This is the third in a series discussing eight bad “D”s to consider when drafting an operating agreement for an LLC.
Given the prevalence of divorce, particularly among individuals who are in the entrepreneurial space, it is a reality that you need to consider when drafting an operating agreement for an LLC. Public policy has pretty much mandated in all family courts that irrespective of how craftily and creatively an LLC operating agreement is drafted, that LLC membership interest is a marital asset unless there is a clear and specific signoff to the contrary by the non-member spouse at the time the LLC is formed.
In the event one of the business partners in an LLC goes through a divorce, you need to be aware of two things. First, that business partner did not go away, but that partner has been severely hampered with things that are draining their time, energy, and focus. Hopefully, you and the other members of the LLC will look at things from the perspective of if you were in that business partner’s shoes, and you would extend to that hurting business partner the grace and kindness you would want extended to you if you were in that situation.
Second, you need to understand that part of the LLC or a profits interest in the LLC is now going to end up in the hands of someone who may be hostile by virtue of the way the divorce occurred. That potentially hostile person needs to be bought out or minimized in a fair and equitable manner.

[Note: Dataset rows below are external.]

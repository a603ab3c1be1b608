//! Group-signing policy: which transactions the device signs, decided once
//! up front.

use tracing::debug;

use apdu_codec::{SignResult, StatusCode};

use crate::error::{ConnectError, ConnectResult};
use crate::txn::extract_sender_hex;

pub const MIN_GROUP_SIZE: usize = 2;
pub const MAX_GROUP_SIZE: usize = 16;

/// Group-shape preconditions, checked before any device I/O (including the
/// public-key round trip that precedes plan construction).
pub fn validate_group_size(len: usize) -> ConnectResult<()> {
    match len {
        0 => Err(ConnectError::EmptyGroup),
        1 => Err(ConnectError::SingleTransactionGroup),
        n if n > MAX_GROUP_SIZE => Err(ConnectError::GroupTooLarge(n)),
        _ => Ok(()),
    }
}

/// One transaction in a group and whether the device is to sign it.
#[derive(Debug, Clone, Copy)]
pub struct PlanEntry<'a> {
    pub txn: &'a [u8],
    pub should_sign: bool,
}

/// Immutable per-group signing plan, built once before any signing command
/// and consumed read-only by the signing loop. Entry order mirrors the input
/// transaction order exactly.
#[derive(Debug)]
pub struct GroupSigningPlan<'a> {
    entries: Vec<PlanEntry<'a>>,
    signable: usize,
}

impl<'a> GroupSigningPlan<'a> {
    /// Validates group shape and marks each transaction whose sender equals
    /// the device public key (hex comparison).
    ///
    /// Fails before any further device I/O on an empty group, a single
    /// transaction, more than [`MAX_GROUP_SIZE`] transactions, a transaction
    /// that does not decode, or a group in which nothing is device-signed.
    pub fn build(transactions: &'a [Vec<u8>], device_key_hex: &str) -> ConnectResult<Self> {
        validate_group_size(transactions.len())?;

        let mut entries = Vec::with_capacity(transactions.len());
        let mut signable = 0;
        for (index, txn) in transactions.iter().enumerate() {
            let sender = extract_sender_hex(txn)?;
            let should_sign = sender == device_key_hex;
            if should_sign {
                signable += 1;
            } else {
                debug!(index, "skipping transaction with foreign sender");
            }
            entries.push(PlanEntry {
                txn: txn.as_slice(),
                should_sign,
            });
        }

        if signable == 0 {
            return Err(ConnectError::NoSignableTransactions);
        }

        debug!(
            total = entries.len(),
            signable, "built group signing plan"
        );
        Ok(Self { entries, signable })
    }

    /// Count of transactions the device will sign; embedded into the first
    /// chunk of every signed transaction in the group.
    pub fn signable_count(&self) -> usize {
        self.signable
    }

    pub fn entries(&self) -> &[PlanEntry<'a>] {
        &self.entries
    }
}

/// Result synthesized for a transaction skipped by the plan; the device is
/// never contacted for these.
pub(crate) fn skipped_result() -> SignResult {
    SignResult {
        status: StatusCode::ConditionsNotSatisfied,
        message: "sender mismatch".to_owned(),
        signature: None,
    }
}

It is very important that the LLC operating agreement be amended pursuant to the terms of the final divorce decree so there is a division of the LLC ownership interest between the divorcing parties. The original member will remain a member but at a reduced percentage. The former spouse will get a “profits interest”. This will result in a change to the operating agreement as well as a change to the LLC tax return, meaning an additional K-1 will now be generated. Each of the parties in the divorce, if they divide the membership profits interest of the LLC between them, will now get separate K-1s. It is imperative that this be diligently done as expeditiously as possible. Buyout language should be carefully talked through and included if feasible.